The reality is that even after initial traction and “product market fit”, it isn’t a glide path. Or more precisely - startups are likely to experience periods of growth after which a phase transition is necessary, a discontinuity (often unpleasant) needs to happen to keep the growth process alive.

I experienced these phase transitions intimately at Rent the Runway - from the early founder driven scrappy, growth phase to product-led growth to pricing-led and then via the expansion of products. And this phenomenon isn’t isolated to business metrics growth - there were several of these growth transitions at every important function in the org - from engineering to operations to finance.But instead of being exciting moments in the organization’s growth journey (which these phase transitions are in retrospect), I did not have a mental model for why these are so hard to achieve until I heard Bob Tinker's elegant framing of “learning and unlearning”. As he explained it in a talk yesterday - the skills, the tactics, the muscle memory you build during a specific phase of growth has to be unlearned for the next phase of growth.
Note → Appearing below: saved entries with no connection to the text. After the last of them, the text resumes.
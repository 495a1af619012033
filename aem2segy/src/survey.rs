//! Survey loading: whitespace-delimited ASCII rows into per-fiducial
//! conductivity/layer-geometry profiles.
//!
//! Every configured column index is checked against the table width before a
//! single value is read; from then on rows are isolated, so one mangled row
//! skips one fiducial instead of failing the file.

use std::fs;
use std::path::Path;

use serde::{Deserialize, Serialize};

use crate::config::{Config, GeometrySpec};
use crate::AemError;

/// Step-function description of the subsurface at one fiducial. The two
/// arrays are always the same length; `layer_top_elevation` is absolute and
/// non-increasing with depth once normalized.
#[derive(Clone, Debug, Serialize, Deserialize)]
pub struct LayerProfile {
    pub conductivity: Vec<f64>,
    pub layer_top_elevation: Vec<f64>,
}

/// One survey sample point along a flight line.
#[derive(Clone, Debug, Serialize, Deserialize)]
pub struct Fiducial {
    pub easting: f64,
    pub northing: f64,
    /// Ground surface elevation in survey datum units.
    pub elevation: f64,
    pub line_id: i64,
    pub fiducial_id: Option<i64>,
    pub depth_of_investigation: Option<f64>,
    pub profile: LayerProfile,
}

/// Data-quality findings from one file load. None of these abort the load;
/// the caller decides how loudly to report them.
#[derive(Clone, Copy, Debug, Default, Serialize, Deserialize)]
pub struct LoadReport {
    pub rows_read: usize,
    pub rows_skipped: usize,
    /// Conductivity values that came out NaN or infinite after the unit
    /// transform, e.g. inverted zero resistivities.
    pub non_finite_conductivities: usize,
}

/// All fiducials from one survey file, in row order.
#[derive(Debug)]
pub struct Survey {
    fiducials: Vec<Fiducial>,
}

/// One flight line's fiducials, borrowed from the survey in row order.
pub struct Line<'a> {
    pub id: i64,
    pub fiducials: Vec<&'a Fiducial>,
}

impl Survey {
    pub fn load(path: &Path, config: &Config) -> Result<(Survey, LoadReport), AemError> {
        let text = fs::read_to_string(path)?;
        parse_table(&text, config, &path.display().to_string())
    }

    pub fn from_fiducials(fiducials: Vec<Fiducial>) -> Survey {
        Survey { fiducials }
    }

    pub fn fiducials(&self) -> &[Fiducial] {
        &self.fiducials
    }

    /// Distinct line ids in first-appearance order.
    pub fn line_ids(&self) -> Vec<i64> {
        let mut ids = Vec::new();
        for f in &self.fiducials {
            if !ids.contains(&f.line_id) {
                ids.push(f.line_id);
            }
        }
        ids
    }

    pub fn line(&self, id: i64) -> Line<'_> {
        Line {
            id,
            fiducials: self.fiducials.iter().filter(|f| f.line_id == id).collect(),
        }
    }
}

/// Leading-digit-9 line ids denote calibration/high-altitude passes. Whether
/// they are converted is the caller's policy, not the loader's.
pub fn is_high_altitude(line_id: i64) -> bool {
    let mut n = line_id.unsigned_abs();
    while n >= 10 {
        n /= 10;
    }
    n == 9
}

fn parse_table(
    text: &str,
    config: &Config,
    source: &str,
) -> Result<(Survey, LoadReport), AemError> {
    let mut report = LoadReport::default();
    let mut fiducials = Vec::new();
    let mut width_checked = false;

    for line in text.lines().skip(config.skip_rows) {
        if line.trim().is_empty() {
            continue;
        }
        let tokens: Vec<&str> = line.split_whitespace().collect();
        if !width_checked {
            validate_width(config, tokens.len())?;
            width_checked = true;
        }
        match parse_row(&tokens, config) {
            Some(fiducial) => {
                report.rows_read += 1;
                report.non_finite_conductivities += fiducial
                    .profile
                    .conductivity
                    .iter()
                    .filter(|v| !v.is_finite())
                    .count();
                fiducials.push(fiducial);
            }
            None => report.rows_skipped += 1,
        }
    }

    if !width_checked {
        return Err(AemError::EmptyTable(source.to_string()));
    }
    Ok((Survey::from_fiducials(fiducials), report))
}

/// Reject the configuration before reading any value if an index falls off
/// the table. The off-by-one risk lives entirely here: control files are
/// 1-based, everything downstream is 0-based.
fn validate_width(config: &Config, width: usize) -> Result<(), AemError> {
    let mut singles: Vec<(&'static str, usize)> = vec![
        ("easting_col", config.easting_col),
        ("northing_col", config.northing_col),
        ("elevation_col", config.elevation_col),
        ("line_col", config.line_col),
    ];
    if let Some(c) = config.fiducial_col {
        singles.push(("fiducial_col", c));
    }
    if let Some(c) = config.doi_col {
        singles.push(("doi_col", c));
    }
    for (role, col) in singles {
        if col > width {
            return Err(AemError::ColumnOutOfRange { role, column: col, width });
        }
    }
    if config.conductivity_cols.last > width {
        return Err(AemError::ColumnOutOfRange {
            role: "conductivity_cols",
            column: config.conductivity_cols.last,
            width,
        });
    }
    let geometry_role = match config.geometry {
        GeometrySpec::Thickness(_) => "thickness_cols",
        GeometrySpec::LayerTopDepth(_) => "layer_top_depth_cols",
        GeometrySpec::LayerTopElevation(_) => "layer_top_elevation_cols",
    };
    if config.geometry.range().last > width {
        return Err(AemError::ColumnOutOfRange {
            role: geometry_role,
            column: config.geometry.range().last,
            width,
        });
    }
    Ok(())
}

fn parse_row(tokens: &[&str], config: &Config) -> Option<Fiducial> {
    let field = |col_1based: usize| -> Option<f64> {
        tokens.get(col_1based - 1)?.parse::<f64>().ok()
    };

    let easting = field(config.easting_col)?;
    let northing = field(config.northing_col)?;
    let elevation = field(config.elevation_col)?;
    let line_id = parse_int_like(tokens.get(config.line_col - 1)?)?;
    let fiducial_id = config
        .fiducial_col
        .and_then(|c| tokens.get(c - 1))
        .and_then(|t| parse_int_like(t));
    let depth_of_investigation = config
        .doi_col
        .and_then(|c| field(c))
        .filter(|v| v.is_finite());

    let mut conductivity = Vec::with_capacity(config.conductivity_cols.len());
    for idx in config.conductivity_cols.indices() {
        let raw: f64 = tokens.get(idx)?.parse().ok()?;
        let value = if config.resistivity { 1.0 / raw } else { raw };
        conductivity.push(value * config.scaling_factor);
    }

    let mut raw_geometry = Vec::with_capacity(config.geometry.range().len());
    for idx in config.geometry.range().indices() {
        raw_geometry.push(tokens.get(idx)?.parse::<f64>().ok()?);
    }
    let layer_top_elevation = normalize_geometry(config.geometry, &raw_geometry, elevation);

    Some(Fiducial {
        easting,
        northing,
        elevation,
        line_id,
        fiducial_id,
        depth_of_investigation,
        profile: LayerProfile {
            conductivity,
            layer_top_elevation,
        },
    })
}

/// Normalize any of the three interchangeable representations to absolute
/// layer-top elevations: thickness accumulates to depth first, depth
/// subtracts from the surface elevation, elevation passes through.
fn normalize_geometry(geometry: GeometrySpec, raw: &[f64], elevation: f64) -> Vec<f64> {
    match geometry {
        GeometrySpec::Thickness(_) => {
            let mut depth = 0.0;
            let mut tops = Vec::with_capacity(raw.len());
            for &thickness in raw {
                tops.push(elevation - depth);
                depth += thickness;
            }
            tops
        }
        GeometrySpec::LayerTopDepth(_) => raw.iter().map(|d| elevation - d).collect(),
        GeometrySpec::LayerTopElevation(_) => raw.to_vec(),
    }
}

/// Line/fiducial columns are often written as floats ("200101.0"); accept
/// both spellings, truncating toward zero like the original loader.
fn parse_int_like(token: &str) -> Option<i64> {
    if let Ok(v) = token.parse::<i64>() {
        return Some(v);
    }
    let v: f64 = token.parse().ok()?;
    if v.is_finite() {
        Some(v as i64)
    } else {
        None
    }
}

#[cfg(test)]
mod tests {
    use super::*;
    use crate::config::{ColumnRange, InputSpec};
    use std::path::PathBuf;

    // Layout: easting northing elevation line cond1..cond3 geom1..geom3
    fn test_config(geometry: GeometrySpec) -> Config {
        Config {
            easting_col: 1,
            northing_col: 2,
            elevation_col: 3,
            line_col: 4,
            fiducial_col: None,
            doi_col: None,
            conductivity_cols: ColumnRange { first: 5, last: 7 },
            geometry,
            vertical_interval: 10.0,
            max_depth: 100.0,
            datum: None,
            resistivity: false,
            scaling_factor: 1.0,
            doi_mask: false,
            job_id: None,
            line_filter: None,
            include_high_altitude: false,
            input: InputSpec::File(PathBuf::from("unused")),
            output_dir: PathBuf::from("unused"),
            skip_rows: 0,
        }
    }

    fn thickness_config() -> Config {
        test_config(GeometrySpec::Thickness(ColumnRange { first: 8, last: 10 }))
    }

    #[test]
    fn thickness_normalizes_to_layer_top_elevations() {
        let text = "500000 6500000 100 200101 0.01 0.02 0.03 10 20 30\n";
        let (survey, report) = parse_table(text, &thickness_config(), "test").unwrap();
        assert_eq!(report.rows_read, 1);
        assert_eq!(report.rows_skipped, 0);
        let profile = &survey.fiducials()[0].profile;
        assert_eq!(profile.layer_top_elevation, vec![100.0, 90.0, 70.0]);
        assert_eq!(profile.conductivity, vec![0.01, 0.02, 0.03]);
    }

    #[test]
    fn layer_top_depth_subtracts_from_surface() {
        let config = test_config(GeometrySpec::LayerTopDepth(ColumnRange { first: 8, last: 10 }));
        let text = "500000 6500000 120 200101 0.01 0.02 0.03 0 15 40\n";
        let (survey, _) = parse_table(text, &config, "test").unwrap();
        assert_eq!(
            survey.fiducials()[0].profile.layer_top_elevation,
            vec![120.0, 105.0, 80.0]
        );
    }

    #[test]
    fn layer_top_elevation_passes_through() {
        let config =
            test_config(GeometrySpec::LayerTopElevation(ColumnRange { first: 8, last: 10 }));
        let text = "500000 6500000 120 200101 0.01 0.02 0.03 120 100 60\n";
        let (survey, _) = parse_table(text, &config, "test").unwrap();
        assert_eq!(
            survey.fiducials()[0].profile.layer_top_elevation,
            vec![120.0, 100.0, 60.0]
        );
    }

    #[test]
    fn resistivity_is_inverted_then_scaled() {
        let mut config = thickness_config();
        config.resistivity = true;
        let text = "0 0 100 1 50 25 10 10 20 30\n";
        let (survey, report) = parse_table(text, &config, "test").unwrap();
        assert_eq!(
            survey.fiducials()[0].profile.conductivity,
            vec![0.02, 0.04, 0.1]
        );
        assert_eq!(report.non_finite_conductivities, 0);

        config.resistivity = false;
        config.scaling_factor = 0.001;
        let (survey, _) = parse_table(text, &config, "test").unwrap();
        assert_eq!(
            survey.fiducials()[0].profile.conductivity,
            vec![0.05, 0.025, 0.01]
        );
    }

    #[test]
    fn zero_resistivity_surfaces_as_non_finite() {
        let mut config = thickness_config();
        config.resistivity = true;
        let text = "0 0 100 1 0 25 10 10 20 30\n";
        let (survey, report) = parse_table(text, &config, "test").unwrap();
        assert_eq!(report.non_finite_conductivities, 1);
        assert!(survey.fiducials()[0].profile.conductivity[0].is_infinite());
    }

    #[test]
    fn lines_group_by_equality_in_first_appearance_order() {
        let text = "\
            0 0 100 1 0.1 0.2 0.3 10 20 30\n\
            0 0 100 2 0.1 0.2 0.3 10 20 30\n\
            1 0 100 1 0.1 0.2 0.3 10 20 30\n";
        let (survey, _) = parse_table(text, &thickness_config(), "test").unwrap();
        assert_eq!(survey.line_ids(), vec![1, 2]);
        let line = survey.line(1);
        assert_eq!(line.fiducials.len(), 2);
        assert_eq!(line.fiducials[0].easting, 0.0);
        assert_eq!(line.fiducials[1].easting, 1.0);
        assert_eq!(survey.line(2).fiducials.len(), 1);
    }

    #[test]
    fn short_and_mangled_rows_are_skipped_not_fatal() {
        let text = "\
            0 0 100 1 0.1 0.2 0.3 10 20 30\n\
            0 0 100 1 0.1 0.2\n\
            0 0 abc 1 0.1 0.2 0.3 10 20 30\n";
        let (survey, report) = parse_table(text, &thickness_config(), "test").unwrap();
        assert_eq!(report.rows_read, 1);
        assert_eq!(report.rows_skipped, 2);
        assert_eq!(survey.fiducials().len(), 1);
    }

    #[test]
    fn out_of_range_column_is_a_configuration_error() {
        let mut config = thickness_config();
        config.easting_col = 99;
        let text = "0 0 100 1 0.1 0.2 0.3 10 20 30\n";
        match parse_table(text, &config, "test") {
            Err(AemError::ColumnOutOfRange { role, column: 99, width: 10 }) => {
                assert_eq!(role, "easting_col");
            }
            other => panic!("expected ColumnOutOfRange, got {other:?}"),
        }
    }

    #[test]
    fn empty_table_fails_fast() {
        match parse_table("\n\n", &thickness_config(), "empty.asc") {
            Err(AemError::EmptyTable(source)) => assert_eq!(source, "empty.asc"),
            other => panic!("expected EmptyTable, got {other:?}"),
        }
    }

    #[test]
    fn optional_fiducial_and_doi_columns() {
        let mut config = thickness_config();
        config.fiducial_col = Some(11);
        config.doi_col = Some(12);
        let text = "0 0 100 1 0.1 0.2 0.3 10 20 30 4711 85.5\n";
        let (survey, _) = parse_table(text, &config, "test").unwrap();
        let f = &survey.fiducials()[0];
        assert_eq!(f.fiducial_id, Some(4711));
        assert_eq!(f.depth_of_investigation, Some(85.5));
    }

    #[test]
    fn skip_rows_drops_the_header() {
        let mut config = thickness_config();
        config.skip_rows = 1;
        let text = "east north elev line c1 c2 c3 t1 t2 t3\n0 0 100 1 0.1 0.2 0.3 10 20 30\n";
        let (survey, report) = parse_table(text, &config, "test").unwrap();
        assert_eq!(report.rows_read, 1);
        assert_eq!(survey.fiducials().len(), 1);
    }

    #[test]
    fn float_spelled_line_ids_parse() {
        let text = "0 0 100 200101.0 0.1 0.2 0.3 10 20 30\n";
        let (survey, _) = parse_table(text, &thickness_config(), "test").unwrap();
        assert_eq!(survey.fiducials()[0].line_id, 200101);
    }

    #[test]
    fn high_altitude_predicate_checks_the_leading_digit() {
        assert!(is_high_altitude(900123));
        assert!(is_high_altitude(9));
        assert!(!is_high_altitude(200101));
        assert!(!is_high_altitude(1900));
        assert!(!is_high_altitude(89));
    }
}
A re-wiring and re-learning needs to take place. And while unlearning sounds like a sexy future-of-work phrase we can all get behind, it’s really painful to go through as it’s fundamentally ego-deflating for the individual. You have to remove a part of yourself, your skillset, your identity to rebuild something new. It’s no wonder this is hard to pull off at an organizational level.

With this framing, a few other experiences resonate. It’s clear why at growing startups - the star early leader sometimes “doesn’t scale” - that is, they are unable to unlearn and relearn. Why at the same growing startup, hiring an external leader can fail - they are unable to unlearn prior experiences and adapt to the new. Why Jennifer Hyman encouraged everyone at Rent the Runway to evolve and be a different contributor or leader over time. Why “change management” is a discipline unto itself at large enterprises - you are re-wiring a large scale organization with decades of muscle memory.Maybe if we talked about this openly and repeatedly as a normal part of organizational growth, if we normalize this, phase transitions become less painful and more organic?